Come ogni persona di questo mondo (me escluso, ovviamente) si sarebbe naturalmente immaginata, il corso di medicina frequentato dal mio migliore amico è qualcosa di piuttosto impegnativo: una pausa di dieci minuti al termine della terza ora, pausa pranzo (quando possibile, ovviamente) al termine della quarta. Semplice, lineare. Un piano categorico, non c'è che dire.

Peccato che adesso l'ora corrente sia la terza; la quale, per essere puntigliosamente precisi, non è ancora iniziata. Saranno trascorsi poco più di tre minuti da quando la lezione di inglese è terminata. La seconda delle due già affrontate nel corso della giornata, le quali non hanno fatto altro che lasciarmi sorpreso di quanto la mia proprietà di linguaggio non fosse calata di mezza tacca; proprio come le mie capacità ortografiche non avevano mostrato nemmeno un minimo cenno di miglioramento.

È stata dura passare le prime due ore lontano da Harry. Il riccio ha fatto di tutto per restarmi il più vicino possibile, lo riconosco. D'altra parte, come avremmo potuto non dare nell'occhio se ci fossimo attaccati come due cozze, due facce di una stessa identica medaglia?

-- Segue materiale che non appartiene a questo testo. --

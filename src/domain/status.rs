use serde::{Deserialize, Serialize};
use std::fmt;
use std::str::FromStr;

/// Lifecycle status of a job
#[derive(Debug, Deserialize, Serialize, Clone, Copy, PartialEq, Eq, Hash)]
#[serde(rename_all = "snake_case")]
pub enum JobStatus {
    Scheduled,
    InProgress,
    Completed,
    Cancelled,
}

/// Every legal `(from, to)` edge of the job lifecycle.
///
/// Terminal statuses have no outgoing edges and no status has an edge to itself.
pub const TRANSITIONS: &[(JobStatus, JobStatus)] = &[
    (JobStatus::Scheduled, JobStatus::InProgress),
    (JobStatus::Scheduled, JobStatus::Cancelled),
    (JobStatus::InProgress, JobStatus::Completed),
    (JobStatus::InProgress, JobStatus::Cancelled),
];

/// Returns `true` if a job may move from `from` to `to`.
pub fn can_transition(from: JobStatus, to: JobStatus) -> bool {
    TRANSITIONS.iter().any(|&(f, t)| f == from && t == to)
}

impl JobStatus {
    /// All statuses in lifecycle order
    pub const ALL: [JobStatus; 4] = [
        JobStatus::Scheduled,
        JobStatus::InProgress,
        JobStatus::Completed,
        JobStatus::Cancelled,
    ];

    pub fn as_str(&self) -> &'static str {
        match self {
            JobStatus::Scheduled => "scheduled",
            JobStatus::InProgress => "in_progress",
            JobStatus::Completed => "completed",
            JobStatus::Cancelled => "cancelled",
        }
    }

    pub fn is_terminal(&self) -> bool {
        matches!(self, JobStatus::Completed | JobStatus::Cancelled)
    }

    /// Statuses reachable in one step from this one, in table order
    pub fn allowed_transitions(&self) -> Vec<JobStatus> {
        TRANSITIONS
            .iter()
            .filter(|&&(from, _)| from == *self)
            .map(|&(_, to)| to)
            .collect()
    }
}

impl fmt::Display for JobStatus {
    fn fmt(&self, f: &mut fmt::Formatter<'_>) -> fmt::Result {
        f.write_str(self.as_str())
    }
}

/// Raised when a stored or submitted status string is not one of the four statuses
#[derive(Debug, Clone, PartialEq, Eq)]
pub struct ParseJobStatusError(pub String);

impl fmt::Display for ParseJobStatusError {
    fn fmt(&self, f: &mut fmt::Formatter<'_>) -> fmt::Result {
        write!(f, "unknown job status: {:?}", self.0)
    }
}

impl std::error::Error for ParseJobStatusError {}

impl FromStr for JobStatus {
    type Err = ParseJobStatusError;

    fn from_str(s: &str) -> Result<Self, Self::Err> {
        JobStatus::ALL
            .into_iter()
            .find(|status| status.as_str() == s)
            .ok_or_else(|| ParseJobStatusError(s.to_string()))
    }
}

#[cfg(test)]
mod tests {
    use super::*;
    use JobStatus::*;

    #[test]
    fn test_transition_table_matches_every_pair() {
        let expected = |from: JobStatus, to: JobStatus| {
            matches!(
                (from, to),
                (Scheduled, InProgress)
                    | (Scheduled, Cancelled)
                    | (InProgress, Completed)
                    | (InProgress, Cancelled)
            )
        };

        let mut checked = 0;
        for from in JobStatus::ALL {
            for to in JobStatus::ALL {
                assert_eq!(
                    can_transition(from, to),
                    expected(from, to),
                    "{} -> {}",
                    from,
                    to
                );
                checked += 1;
            }
        }
        assert_eq!(checked, 16);
    }

    #[test]
    fn test_self_transition_is_never_allowed() {
        for status in JobStatus::ALL {
            assert!(!can_transition(status, status), "{} -> itself", status);
        }
    }

    #[test]
    fn test_terminal_statuses_have_no_exits() {
        for to in JobStatus::ALL {
            assert!(!can_transition(Completed, to));
            assert!(!can_transition(Cancelled, to));
        }
        assert!(!can_transition(Completed, Cancelled));
        assert!(!can_transition(Cancelled, Completed));
        assert!(!can_transition(Completed, InProgress));
    }

    #[test]
    fn test_allowed_transitions_agree_with_table() {
        for from in JobStatus::ALL {
            for to in JobStatus::ALL {
                assert_eq!(from.allowed_transitions().contains(&to), can_transition(from, to));
            }
            assert_eq!(from.is_terminal(), from.allowed_transitions().is_empty());
        }
        assert_eq!(Scheduled.allowed_transitions(), vec![InProgress, Cancelled]);
        assert_eq!(InProgress.allowed_transitions(), vec![Completed, Cancelled]);
    }

    #[test]
    fn test_wire_format() {
        assert_eq!(InProgress.to_string(), "in_progress");
        assert_eq!("cancelled".parse::<JobStatus>(), Ok(Cancelled));
        assert_eq!(
            serde_json::to_string(&InProgress).unwrap(),
            "\"in_progress\""
        );
        assert_eq!(
            serde_json::from_str::<JobStatus>("\"scheduled\"").unwrap(),
            Scheduled
        );
    }

    #[test]
    fn test_unknown_status_is_rejected() {
        assert!("done".parse::<JobStatus>().is_err());
        assert!("InProgress".parse::<JobStatus>().is_err());
        assert!(serde_json::from_str::<JobStatus>("\"paused\"").is_err());
    }
}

Fortunatamente nessuno aveva prestato attenzione al mio ragazzo. La mia ansia era stata quasi completamente immotivata; fino a quando una sgualdrina dell'ultimo anno non è entrata in classe, per consegnare un foglio intonso all'insegnante. E un istante dopo che i suoi piccoli e graziosi piedini ebbero varcato la soglia, ecco che i suoi puntarono al viso di Harry. Il quale, teneramente, non si accorse di nulla. Fu l'occhiata che lanciai a quella ragazza dai capelli rosa e gli occhi grandi appesantiti da qualcosa come un quintale di mascara che la sconcertò più di ogni altra cosa, probabilmente. Prima di andarsene notai come mi guardò, confusa, gli occhi ora fortunatamente concentrati su qualcosa che non fosse Harry.